No compartimento arejado e bastante higienizado estavam o "berçário" de aves recém-chocadas e três chocadeiras: codornizes, galinhas e patos.
- Aqui saem 500 pintos ao mês. - Contou, Kito, enumerando as técnicas e as quantidades.
- Para chocar codornizes são15 dias. A galinha vinte e poucos dias. Os patinhos saem ao vigésimo nono, quase um mês. A chocadeira demanda temperatura idêntica à do animal e humidade para para que não se queimem os ovos, nem se asfixiarem os pintos na hora de partirem os ovos e saírem para fora.
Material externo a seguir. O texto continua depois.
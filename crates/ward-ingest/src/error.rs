use std::path::PathBuf;

use polars::prelude::PolarsError;
use thiserror::Error;

#[derive(Debug, Error)]
pub enum IngestError {
    #[error("read csv {path}: {source}")]
    Csv {
        path: PathBuf,
        #[source]
        source: csv::Error,
    },
    #[error("missing column: {name}")]
    MissingColumn { name: String },
    #[error("column {column} row {row}: invalid date {value:?}")]
    InvalidDate {
        column: String,
        row: usize,
        value: String,
    },
    #[error("column {column} row {row}: invalid number {value:?}")]
    InvalidNumber {
        column: String,
        row: usize,
        value: String,
    },
    #[error("polars error: {0}")]
    Polars(#[from] PolarsError),
}

pub type Result<T> = std::result::Result<T, IngestError>;
//! Typed rows for the persisted pipeline artifacts.

use chrono::NaiveDate;
use serde::{Deserialize, Serialize};

/// Scalar KPIs computed once per run over the full record set.
///
/// Field order is the key order of the persisted JSON. Rates are unweighted
/// means rounded to 3 decimals; cost means are rounded to 2.
#[derive(Debug, Clone, PartialEq, Serialize, Deserialize)]
pub struct KpiSummary {
    /// Inpatient share of all visits.
    pub occupancy_rate: f64,
    pub icu_rate: f64,
    /// Mean stay length over inpatient rows only. `None` when the dataset
    /// contains no inpatient rows, serialized as JSON `null`.
    pub avg_length_of_stay: Option<f64>,
    pub readmission_rate: f64,
    pub mortality_rate: f64,
    pub complication_rate: f64,
    pub avg_treatment_cost: f64,
    /// Always `1 - occupancy_rate` up to rounding.
    pub opd_share: f64,
}

/// One aggregate row per distinct department in the input.
#[derive(Debug, Clone, PartialEq, Serialize, Deserialize)]
pub struct DepartmentSummary {
    pub department: String,
    pub admissions: u64,
    pub avg_length_of_stay: f64,
    pub readmission_rate: f64,
    pub avg_treatment_cost: f64,
    pub icu_rate: f64,
}

/// One aggregate row per ISO admission week, ascending by week start.
#[derive(Debug, Clone, PartialEq, Serialize, Deserialize)]
pub struct WeeklyTrend {
    /// Monday of the admission week.
    pub admission_week: NaiveDate,
    pub admissions: u64,
    pub avg_treatment_cost: f64,
}

/// Held-out evaluation metrics for one training run. Immutable once computed.
#[derive(Debug, Clone, PartialEq, Serialize, Deserialize)]
pub struct ModelMetrics {
    pub roc_auc: f64,
    pub test_accuracy: f64,
}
- Ó mano Kito, isso aqui é obra! E eu a pensar que ainda me faltava comer capim para encontrar ovos de codornizes e fazer gaiola, afinal estão mbora aqui mesmo na cidade? Que maravilha! - Exclamou Mangodinho.
- É mano. Também aprendi com outros criadores, aqui mesmo na cidade.
- E como é que consegues juntar os ovos? Quanto tempo demoram para ovar? - As perguntas do visitante pasmado pareciam chuva de Abril em terra árida.
- Bom, mano, é assim: a codorniz não cuida do ovo. A base da gaiola deve ter inclinação para que elas não os pisem e não os partam. Depois de recolhidos, são bem procurados nas lojas. Os passarinhos também são comprados a bom preço por serem um pitéu gostado pelos homens de garfo e pomada.
Antevendo receber boas novas da cozinha, Kito Kahala tinha já um pé na maternidade e outro no corredor da sala, enquanto dava as últimas explicações.
- Mas, ó mano, não vai ainda. Assim, esses kaovitos são para fritura ou para juntar à carne seca e fazer companhia à pevide?
- Ó Mangodinho, nunca te falaram do resultado do ovo de codorna? É melhor do que comprimido azul. Assim mesmo, se o mano quer que te gostem, leva já duas dúzias e passa a comer três por dia. O resultado não demora!
Mangodinho ficou a pensar nas expressões "garfo e pomada" e num "resultado melhor do comprimido azul". Kito Kahala abriu a porta de saída do compartimento, coincidindo com o chamamento da filha de que a mesa já estava pronta.
- Há vezes em que você encontra o doméstico na selva e o animal selvagem na cidade. A vida tem dessas. O conhecimento demanda andar! - Desabafou Mangodinho enquanto tragava, com as mãos, um apetitoso pedaço de codorniz regado com Don Luciano e Laureano Paulo.